Mental health awareness on social media is the most current trend in mental health practice in Nigeria, a Consultant Psychiatrist, Dr Tomi Imarah, has said.
Imarah made the assertion in an interview with the News Agency of Nigeria (NAN) on Wednesday in Lagos, while commenting on the World Mental Health Day marked annually on Oct. 10.
NAN reports that theme for the 2018 Day is: “Young People and Mental Health in a Changing World.’’
The consultant psychiatrist runs an online Mental Health Counselling Service, “Dr Tomi’s Haven’’ via her facebook page, @drtomihaven.
According to her, with less than 500 psychiatrists available to a population of 190 million people, it is impossible to cater for all people with mental health challenges.
“We are developing all sorts of elaborate and innovative ways to deliver mental health care in Nigeria.
“We are gradually cycling back to that era where health promotion is the backbone of healthcare.
“We no longer wait for patients to walk in through the door of our clinics.
“Rather, we utilise all social media platforms to foster social reach and engagements to ensure that mental health awareness is spread to the populace.
“Every Oct.10 is the World Mental Health Day and the theme is Young People and Mental Health in a Changing World.
“This epitomises our advocacy that young people are significant proportion of our population and they spend a lot of their time on social media.
“In fact, they have their own community online entirely,’’ she said.
Imarah said that community psychiatry would be deficient if it did not reach out to young adults in their terrain.
The consultant said psychiatrists and other mental health advocates were spearheading emotional and mental wellbeing campaigns on Instagram, Twitter, Facebook, among others.

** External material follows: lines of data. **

//! K-mer enumeration over a variation graph and the occurrence index
//! built from it.
//!
//! Walks start on the forward strand of every node at every offset and
//! extend across edges until k bases are collected. Reverse-strand starts
//! are not enumerated; uniqueness is judged jointly over a k-mer and its
//! reverse complement, so one strand is enough signal.

use std::collections::HashMap;

use crate::variation_graph::{reverse_complement, Edit, Handle, Mapping, VariationGraph};

/// One k-mer occurrence: the oriented node walk spelling it and the
/// strand offset of its first base within the first node
#[derive(Debug, Clone, PartialEq, Eq)]
pub struct KmerOccurrence {
    pub handles: Vec<Handle>,
    pub offset: usize,
}

/// Oriented successor lists, materialized once per graph so walks do not
/// rescan the edge set
pub struct GraphWalker {
    adjacency: HashMap<Handle, Vec<Handle>>,
}

impl GraphWalker {
    pub fn new(graph: &VariationGraph) -> Self {
        let mut adjacency: HashMap<Handle, Vec<Handle>> = HashMap::new();
        for edge in &graph.edges {
            adjacency.entry(edge.from).or_default().push(edge.to);
            adjacency
                .entry(edge.to.flip())
                .or_default()
                .push(edge.from.flip());
        }
        for targets in adjacency.values_mut() {
            targets.sort_unstable();
            targets.dedup();
        }
        GraphWalker { adjacency }
    }

    pub fn successors(&self, handle: Handle) -> &[Handle] {
        self.adjacency
            .get(&handle)
            .map(|v| v.as_slice())
            .unwrap_or(&[])
    }
}

fn oriented_sequence(graph: &VariationGraph, handle: Handle) -> Vec<u8> {
    let node = &graph.nodes[&handle.node_id()];
    if handle.is_reverse() {
        reverse_complement(&node.sequence)
    } else {
        node.sequence.clone()
    }
}

/// Enumerate every k-mer walk of the graph, bounded at `edge_max` choice
/// points per walk, calling `visit` with the k-mer and its occurrence
pub fn enumerate_kmers<F>(graph: &VariationGraph, k: usize, edge_max: usize, mut visit: F)
where
    F: FnMut(&str, &KmerOccurrence),
{
    let walker = GraphWalker::new(graph);

    let mut node_ids: Vec<usize> = graph.nodes.keys().copied().collect();
    node_ids.sort_unstable();

    for id in node_ids {
        enumerate_kmers_from_node(graph, &walker, id, k, edge_max, &mut visit);
    }
}

/// Enumerate the k-mer walks whose first base lies on the forward strand
/// of one node. This is the unit of work the parallel observation phase
/// hands to its workers.
pub fn enumerate_kmers_from_node<F>(
    graph: &VariationGraph,
    walker: &GraphWalker,
    node_id: usize,
    k: usize,
    edge_max: usize,
    visit: &mut F,
) where
    F: FnMut(&str, &KmerOccurrence),
{
    if k == 0 {
        return;
    }
    let handle = Handle::forward(node_id);
    let seq = oriented_sequence(graph, handle);
    for start in 0..seq.len() {
        let mut prefix = Vec::with_capacity(k);
        let take = (seq.len() - start).min(k);
        prefix.extend_from_slice(&seq[start..start + take]);
        let mut walk = vec![handle];
        extend_walk(graph, walker, k, edge_max, start, &mut prefix, &mut walk, visit);
    }
}

/// Depth-first extension of a partial walk. `prefix` holds the bases
/// collected so far; branching beyond the choice-point budget is pruned.
#[allow(clippy::too_many_arguments)]
fn extend_walk<F>(
    graph: &VariationGraph,
    walker: &GraphWalker,
    k: usize,
    edge_budget: usize,
    start_offset: usize,
    prefix: &mut Vec<u8>,
    walk: &mut Vec<Handle>,
    visit: &mut F,
) where
    F: FnMut(&str, &KmerOccurrence),
{
    if prefix.len() == k {
        let kmer = String::from_utf8_lossy(prefix).to_string();
        visit(
            &kmer,
            &KmerOccurrence {
                handles: walk.clone(),
                offset: start_offset,
            },
        );
        return;
    }

    let tip = *walk.last().expect("walk is never empty");
    let successors = walker.successors(tip);
    let budget = if successors.len() > 1 {
        if edge_budget == 0 {
            return;
        }
        edge_budget - 1
    } else {
        edge_budget
    };

    for &next in successors {
        let seq = oriented_sequence(graph, next);
        let take = seq.len().min(k - prefix.len());
        let before = prefix.len();
        prefix.extend_from_slice(&seq[..take]);
        walk.push(next);
        extend_walk(graph, walker, k, budget, start_offset, prefix, walk, visit);
        walk.pop();
        prefix.truncate(before);
    }
}

/// Map from k-mer string to its occurrence list
pub struct KmerIndex {
    k: usize,
    map: HashMap<String, Vec<KmerOccurrence>>,
}

impl KmerIndex {
    /// Build the index with one enumeration pass
    pub fn build(graph: &VariationGraph, k: usize, edge_max: usize) -> Self {
        let mut map: HashMap<String, Vec<KmerOccurrence>> = HashMap::new();
        enumerate_kmers(graph, k, edge_max, |kmer, occurrence| {
            map.entry(kmer.to_string()).or_default().push(occurrence.clone());
        });
        KmerIndex { k, map }
    }

    pub fn k(&self) -> usize {
        self.k
    }

    pub fn occurrence_count(&self, kmer: &str) -> usize {
        self.map.get(kmer).map(|v| v.len()).unwrap_or(0)
    }

    pub fn occurrences(&self, kmer: &str) -> &[KmerOccurrence] {
        self.map.get(kmer).map(|v| v.as_slice()).unwrap_or(&[])
    }

    /// Byte proxy for the size of a k-mer's match list, for the budget
    /// check before uniqueness counting
    pub fn approximate_match_bytes(&self, kmer: &str) -> usize {
        self.occurrence_count(kmer) * (self.k + std::mem::size_of::<KmerOccurrence>())
    }
}

/// The minimal mapping path spanning one k-mer occurrence: one perfect
/// mapping per visited node, each covering what the walk takes from it
pub fn minimal_mapping_path(
    graph: &VariationGraph,
    occurrence: &KmerOccurrence,
    k: usize,
) -> Vec<Mapping> {
    let mut mappings = Vec::with_capacity(occurrence.handles.len());
    let mut remaining = k;
    let mut strand_offset = occurrence.offset;
    for &handle in &occurrence.handles {
        let node_length = graph
            .node_length(handle.node_id())
            .expect("occurrence visits a known node");
        let take = (node_length - strand_offset).min(remaining);
        // store the offset from the start of the underlying node
        let offset = if handle.is_reverse() {
            node_length - strand_offset - 1
        } else {
            strand_offset
        };
        mappings.push(
            Mapping::new(handle.node_id(), offset, handle.is_reverse())
                .with_edit(Edit::perfect(take)),
        );
        remaining -= take;
        strand_offset = 0;
        if remaining == 0 {
            break;
        }
    }
    mappings
}

#[cfg(test)]
mod tests {
    use super::*;
    use crate::variation_graph::Edge;

    fn chain_graph() -> VariationGraph {
        let mut g = VariationGraph::new();
        g.add_node(1, b"AC".to_vec());
        g.add_node(2, b"GT".to_vec());
        g.add_edge(Edge::from_flags(1, 2, false, false));
        g
    }

    #[test]
    fn test_enumeration_crosses_edges() {
        let g = chain_graph();
        let mut seen = Vec::new();
        enumerate_kmers(&g, 3, 10, |kmer, occ| {
            seen.push((kmer.to_string(), occ.handles.clone(), occ.offset));
        });
        // ACG from node 1 offset 0, CGT from node 1 offset 1
        assert!(seen
            .iter()
            .any(|(k, h, o)| k == "ACG" && h.len() == 2 && *o == 0));
        assert!(seen
            .iter()
            .any(|(k, h, o)| k == "CGT" && h.len() == 2 && *o == 1));
        // GT alone is too short for a 3-mer continuation
        assert_eq!(seen.len(), 2);
    }

    #[test]
    fn test_branching_respects_edge_budget() {
        let mut g = VariationGraph::new();
        g.add_node(1, b"A".to_vec());
        g.add_node(2, b"C".to_vec());
        g.add_node(3, b"G".to_vec());
        g.add_edge(Edge::from_flags(1, 2, false, false));
        g.add_edge(Edge::from_flags(1, 3, false, false));

        let mut with_budget = 0;
        enumerate_kmers(&g, 2, 10, |_, _| with_budget += 1);
        assert_eq!(with_budget, 2); // AC and AG

        let mut without_budget = 0;
        enumerate_kmers(&g, 2, 0, |_, _| without_budget += 1);
        assert_eq!(without_budget, 0);
    }

    #[test]
    fn test_index_counts() {
        let g = chain_graph();
        let index = KmerIndex::build(&g, 2, 10);
        assert_eq!(index.occurrence_count("AC"), 1);
        assert_eq!(index.occurrence_count("CG"), 1);
        assert_eq!(index.occurrence_count("GT"), 1);
        assert_eq!(index.occurrence_count("TT"), 0);
        assert!(index.approximate_match_bytes("AC") > 0);
    }

    #[test]
    fn test_minimal_path_spans_the_walk() {
        let g = chain_graph();
        let occ = KmerOccurrence {
            handles: vec![Handle::forward(1), Handle::forward(2)],
            offset: 1,
        };
        let path = minimal_mapping_path(&g, &occ, 3);
        assert_eq!(path.len(), 2);
        assert_eq!(path[0].position.offset, 1);
        assert_eq!(path[0].from_length(2), 1);
        assert_eq!(path[1].position.offset, 0);
        assert_eq!(path[1].from_length(2), 2);
    }

    #[test]
    fn test_minimal_path_reverse_offset_conversion() {
        let mut g = VariationGraph::new();
        g.add_node(5, b"ACGT".to_vec());
        let occ = KmerOccurrence {
            handles: vec![Handle::reverse(5)],
            offset: 1,
        };
        let path = minimal_mapping_path(&g, &occ, 2);
        // strand offset 1 on the reverse strand is forward offset 2
        assert_eq!(path[0].position.offset, 2);
        assert!(path[0].position.is_reverse);
        assert_eq!(path[0].from_length(4), 2);
    }
}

“We use slogans and hash tags such as #MentalHealthAwareness; #MentalHealth; and #StressLess to get the attention of young adults and people who have an affinity for social media.

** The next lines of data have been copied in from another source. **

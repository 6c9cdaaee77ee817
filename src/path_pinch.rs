//! Lock-step pinching of paths shared between two embedded graphs.
//!
//! Two copies of a path that spell the same sequence are walked in
//! parallel; every overlap between a mapping on one side and a mapping on
//! the other is translated into thread coordinates and pinched. Only
//! lengths are validated here; the sequences are asserted equal by the
//! path names, not checked base by base.

use std::collections::BTreeSet;

use log::{info, warn};

use crate::coords::{overlap_on_thread, relatively_reversed};
use crate::embed::EmbeddedGraph;
use crate::error::{CoreGraphError, Result};
use crate::pinch::PinchThreadSet;
use crate::variation_graph::{Mapping, VariationGraph};

/// Sum of the effective from-lengths of a path's mappings, enforcing
/// that every mapping is a perfect match
fn path_length(graph: &VariationGraph, name: &str, mappings: &[Mapping]) -> Result<usize> {
    let mut total = 0;
    for mapping in mappings {
        if !mapping.is_perfect() {
            return Err(CoreGraphError::NonPerfectMapping {
                path: name.to_string(),
                node_id: mapping.position.node_id,
            });
        }
        let node_length = graph
            .node_length(mapping.position.node_id)
            .ok_or(CoreGraphError::MissingEmbedding {
                node_id: mapping.position.node_id,
            })?;
        total += mapping.from_length(node_length);
    }
    Ok(total)
}

/// Pinch every path name shared by the two embedded graphs
pub fn pinch_with(
    a: &EmbeddedGraph,
    b: &EmbeddedGraph,
    threads: &mut PinchThreadSet,
) -> Result<()> {
    let ours: BTreeSet<&str> = a.graph().path_names().collect();
    let shared: Vec<&str> = b
        .graph()
        .path_names()
        .filter(|name| ours.contains(name))
        .collect();

    if shared.is_empty() {
        warn!(
            "{} and {} share no path names; nothing to pinch on paths",
            a.name(),
            b.name()
        );
        return Ok(());
    }

    for name in shared {
        let path_a = a.graph().path_by_name(name).expect("name came from a");
        let path_b = b.graph().path_by_name(name).expect("name came from b");

        let len_a = path_length(a.graph(), name, &path_a.mappings)?;
        let len_b = path_length(b.graph(), name, &path_b.mappings)?;
        if len_a != len_b {
            return Err(CoreGraphError::PathLengthMismatch {
                name: name.to_string(),
                len_a,
                len_b,
            });
        }

        info!("pinching path '{}' ({} bases)", name, len_a);
        pinch_paths(a, &path_a.mappings, b, &path_b.mappings, threads, name)?;
    }
    Ok(())
}

/// Walk two mapping lists covering the same bases and pinch every
/// overlap. Also driven by the k-mer merger with synthesized paths, so
/// the label is whatever names the pair in errors.
pub fn pinch_paths(
    a: &EmbeddedGraph,
    mappings_a: &[Mapping],
    b: &EmbeddedGraph,
    mappings_b: &[Mapping],
    threads: &mut PinchThreadSet,
    label: &str,
) -> Result<()> {
    let mut i = 0;
    let mut j = 0;
    let mut pos_a = 0usize;
    let mut pos_b = 0usize;

    while i < mappings_a.len() && j < mappings_b.len() {
        let ma = &mappings_a[i];
        let mb = &mappings_b[j];

        let node_len_a = a
            .graph()
            .node_length(ma.position.node_id)
            .ok_or(CoreGraphError::MissingEmbedding {
                node_id: ma.position.node_id,
            })?;
        let node_len_b = b
            .graph()
            .node_length(mb.position.node_id)
            .ok_or(CoreGraphError::MissingEmbedding {
                node_id: mb.position.node_id,
            })?;
        let end_a = pos_a + ma.from_length(node_len_a);
        let end_b = pos_b + mb.from_length(node_len_b);

        let overlap_start = pos_a.max(pos_b);
        let overlap_end = end_a.min(end_b);
        if overlap_end > overlap_start {
            let overlap_length = overlap_end - overlap_start;

            let entry_a = a.entry(ma.position.node_id)?;
            let entry_b = b.entry(mb.position.node_id)?;
            let (off_a, _) = overlap_on_thread(
                &entry_a,
                ma.position.offset,
                ma.position.is_reverse,
                overlap_start,
                pos_a,
                overlap_length,
            );
            let (off_b, _) = overlap_on_thread(
                &entry_b,
                mb.position.offset,
                mb.position.is_reverse,
                overlap_start,
                pos_b,
                overlap_length,
            );
            let reversed = relatively_reversed(
                entry_a.is_reverse,
                ma.position.is_reverse,
                entry_b.is_reverse,
                mb.position.is_reverse,
            );

            threads.pinch(
                entry_a.thread,
                entry_b.thread,
                off_a as usize,
                off_b as usize,
                overlap_length,
                !reversed,
            );
        }

        // advance whichever mapping ends first; both when they tie
        let min_end = end_a.min(end_b);
        if end_a == min_end {
            i += 1;
            pos_a = end_a;
        }
        if end_b == min_end {
            j += 1;
            pos_b = end_b;
        }
    }

    if i != mappings_a.len() || j != mappings_b.len() {
        return Err(CoreGraphError::PathMisalignment {
            name: label.to_string(),
        });
    }
    Ok(())
}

“For people that are not keyed into news and social media, other approaches are being developed to make mental health awareness extend to them in their communities.
“For example, Prof. Abiodun Adewuya, a Consultant at Lagos State University Teaching Hospital, Ikeja, has an ongoing mental health in primary care.
“It is a Lagos project sponsored by an organisation, Grand Challenges Canada.
“The project is designed to integrate mental health into the existing primary healthcare system of the state, so that more people can have access to knowledge of mental health and wellbeing.
“Through these multiple channels, we are able to spread the message about new innovations in mental health,’’ Imarah said.